**To do:**
Please give the data again exactly, with no line dropped.

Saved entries

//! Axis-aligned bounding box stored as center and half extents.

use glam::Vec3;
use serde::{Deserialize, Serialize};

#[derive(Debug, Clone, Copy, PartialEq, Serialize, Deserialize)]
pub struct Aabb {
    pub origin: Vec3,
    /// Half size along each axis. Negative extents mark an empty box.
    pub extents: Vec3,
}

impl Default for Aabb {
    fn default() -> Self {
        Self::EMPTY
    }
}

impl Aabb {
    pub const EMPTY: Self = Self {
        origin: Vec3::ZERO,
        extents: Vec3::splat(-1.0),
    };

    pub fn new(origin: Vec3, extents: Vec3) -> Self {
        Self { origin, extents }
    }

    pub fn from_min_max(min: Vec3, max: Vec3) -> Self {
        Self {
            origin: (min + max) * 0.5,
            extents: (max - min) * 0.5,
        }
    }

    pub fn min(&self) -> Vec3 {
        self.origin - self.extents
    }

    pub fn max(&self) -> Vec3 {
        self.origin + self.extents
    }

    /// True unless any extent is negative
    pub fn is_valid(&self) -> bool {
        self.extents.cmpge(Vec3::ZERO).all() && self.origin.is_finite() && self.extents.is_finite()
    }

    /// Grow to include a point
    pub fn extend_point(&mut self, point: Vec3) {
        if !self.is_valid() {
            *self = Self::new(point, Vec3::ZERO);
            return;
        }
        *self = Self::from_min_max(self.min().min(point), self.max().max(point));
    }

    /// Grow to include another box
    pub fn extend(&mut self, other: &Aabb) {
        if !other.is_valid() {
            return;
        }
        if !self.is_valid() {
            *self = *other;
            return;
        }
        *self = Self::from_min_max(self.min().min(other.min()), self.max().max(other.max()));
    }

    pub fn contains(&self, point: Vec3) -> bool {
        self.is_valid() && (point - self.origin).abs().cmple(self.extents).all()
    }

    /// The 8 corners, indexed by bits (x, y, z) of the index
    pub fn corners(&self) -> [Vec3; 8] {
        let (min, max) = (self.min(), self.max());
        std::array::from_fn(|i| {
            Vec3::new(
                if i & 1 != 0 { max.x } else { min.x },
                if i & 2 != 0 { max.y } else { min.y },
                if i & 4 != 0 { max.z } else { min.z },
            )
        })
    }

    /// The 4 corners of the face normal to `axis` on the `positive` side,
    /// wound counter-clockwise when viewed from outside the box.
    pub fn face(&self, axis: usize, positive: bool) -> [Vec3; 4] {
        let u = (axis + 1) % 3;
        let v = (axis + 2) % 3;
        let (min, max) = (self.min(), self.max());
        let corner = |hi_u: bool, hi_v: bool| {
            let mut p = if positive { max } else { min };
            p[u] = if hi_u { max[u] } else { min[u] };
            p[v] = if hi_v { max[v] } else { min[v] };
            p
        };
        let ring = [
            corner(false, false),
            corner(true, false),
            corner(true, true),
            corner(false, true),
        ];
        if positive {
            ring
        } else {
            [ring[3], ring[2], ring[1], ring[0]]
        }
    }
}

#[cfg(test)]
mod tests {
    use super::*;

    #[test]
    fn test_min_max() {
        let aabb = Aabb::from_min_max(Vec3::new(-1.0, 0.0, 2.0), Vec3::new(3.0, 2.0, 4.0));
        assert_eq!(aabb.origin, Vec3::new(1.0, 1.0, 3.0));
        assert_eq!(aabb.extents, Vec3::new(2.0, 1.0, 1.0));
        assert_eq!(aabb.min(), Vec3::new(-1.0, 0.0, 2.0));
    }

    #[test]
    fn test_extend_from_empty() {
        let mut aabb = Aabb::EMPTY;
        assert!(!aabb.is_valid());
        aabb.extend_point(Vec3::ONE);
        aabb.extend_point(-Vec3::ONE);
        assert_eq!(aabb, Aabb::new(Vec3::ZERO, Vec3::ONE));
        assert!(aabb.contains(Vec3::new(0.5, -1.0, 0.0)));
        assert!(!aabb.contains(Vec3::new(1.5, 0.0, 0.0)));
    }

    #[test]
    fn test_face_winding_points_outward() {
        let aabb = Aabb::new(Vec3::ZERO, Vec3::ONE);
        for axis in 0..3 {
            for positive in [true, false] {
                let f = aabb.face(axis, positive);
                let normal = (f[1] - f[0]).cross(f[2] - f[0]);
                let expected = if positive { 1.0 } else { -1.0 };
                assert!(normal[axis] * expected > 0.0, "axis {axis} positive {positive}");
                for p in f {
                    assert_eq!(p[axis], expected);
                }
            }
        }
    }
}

**Task output:**
//! Axis-aligned bounding box stored as center and half extents.

use glam::Vec3;
use serde::{Deserialize, Serialize};

#[derive(Debug, Clone, Copy, PartialEq, Serialize, Deserialize)]
pub struct Aabb {
    pub origin: Vec3,
    /// Half size along each axis. Negative extents mark an empty box.
    pub extents: Vec3,
}

impl Default for Aabb {
    fn default() -> Self {
        Self::EMPTY
    }
}

impl Aabb {
    pub const EMPTY: Self = Self {
        origin: Vec3::ZERO,
        extents: Vec3::splat(-1.0),
    };

    pub fn new(origin: Vec3, extents: Vec3) -> Self {
        Self { origin, extents }
    }

    pub fn from_min_max(min: Vec3, max: Vec3) -> Self {
        Self {
            origin: (min + max) * 0.5,
            extents: (max - min) * 0.5,
        }
    }

    pub fn min(&self) -> Vec3 {
        self.origin - self.extents
    }

    pub fn max(&self) -> Vec3 {
        self.origin + self.extents
    }

    /// True unless any extent is negative
    pub fn is_valid(&self) -> bool {
        self.extents.cmpge(Vec3::ZERO).all() && self.origin.is_finite() && self.extents.is_finite()
    }

    /// Grow to include a point
    pub fn extend_point(&mut self, point: Vec3) {
        if !self.is_valid() {
            *self = Self::new(point, Vec3::ZERO);
            return;
        }
        *self = Self::from_min_max(self.min().min(point), self.max().max(point));
    }

    /// Grow to include another box
    pub fn extend(&mut self, other: &Aabb) {
        if !other.is_valid() {
            return;
        }
        if !self.is_valid() {
            *self = *other;
            return;
        }
        *self = Self::from_min_max(self.min().min(other.min()), self.max().max(other.max()));
    }

    pub fn contains(&self, point: Vec3) -> bool {
        self.is_valid() && (point - self.origin).abs().cmple(self.extents).all()
    }

    /// The 8 corners, indexed by bits (x, y, z) of the index
    pub fn corners(&self) -> [Vec3; 8] {
        let (min, max) = (self.min(), self.max());
        std::array::from_fn(|i| {
            Vec3::new(
                if i & 1 != 0 { max.x } else { min.x },
                if i & 2 != 0 { max.y } else { min.y },
                if i & 4 != 0 { max.z } else { min.z },
            )
        })
    }

    /// The 4 corners of the face normal to `axis` on the `positive` side,
    /// wound counter-clockwise when viewed from outside the box.
    pub fn face(&self, axis: usize, positive: bool) -> [Vec3; 4] {
        let u = (axis + 1) % 3;
        let v = (axis + 2) % 3;
        let (min, max) = (self.min(), self.max());
        let corner = |hi_u: bool, hi_v: bool| {
            let mut p = if positive { max } else { min };
            p[u] = if hi_u { max[u] } else { min[u] };
            p[v] = if hi_v { max[v] } else { min[v] };
            p
        };
        let ring = [
            corner(false, false),
            corner(true, false),
            corner(true, true),
            corner(false, true),
        ];
        if positive {
            ring
        } else {
            [ring[3], ring[2], ring[1], ring[0]]
        }
    }
}

#[cfg(test)]
mod tests {
    use super::*;

    #[test]
    fn test_min_max() {
        let aabb = Aabb::from_min_max(Vec3::new(-1.0, 0.0, 2.0), Vec3::new(3.0, 2.0, 4.0));
        assert_eq!(aabb.origin, Vec3::new(1.0, 1.0, 3.0));
        assert_eq!(aabb.extents, Vec3::new(2.0, 1.0, 1.0));
        assert_eq!(aabb.min(), Vec3::new(-1.0, 0.0, 2.0));
    }

    #[test]
    fn test_extend_from_empty() {
        let mut aabb = Aabb::EMPTY;
        assert!(!aabb.is_valid());
        aabb.extend_point(Vec3::ONE);
        aabb.extend_point(-Vec3::ONE);
        assert_eq!(aabb, Aabb::new(Vec3::ZERO, Vec3::ONE));
        assert!(aabb.contains(Vec3::new(0.5, -1.0, 0.0)));
        assert!(!aabb.contains(Vec3::new(1.5, 0.0, 0.0)));
    }

    #[test]
    fn test_face_winding_points_outward() {
        let aabb = Aabb::new(Vec3::ZERO, Vec3::ONE);
        for axis in 0..3 {
            for positive in [true, false] {
                let f = aabb.face(axis, positive);
                let normal = (f[1] - f[0]).cross(f[2] - f[0]);
                let expected = if positive { 1.0 } else { -1.0 };
                assert!(normal[axis] * expected > 0.0, "axis {axis} positive {positive}");
                for p in f {
                    assert_eq!(p[axis], expected);
                }
            }
        }
    }
}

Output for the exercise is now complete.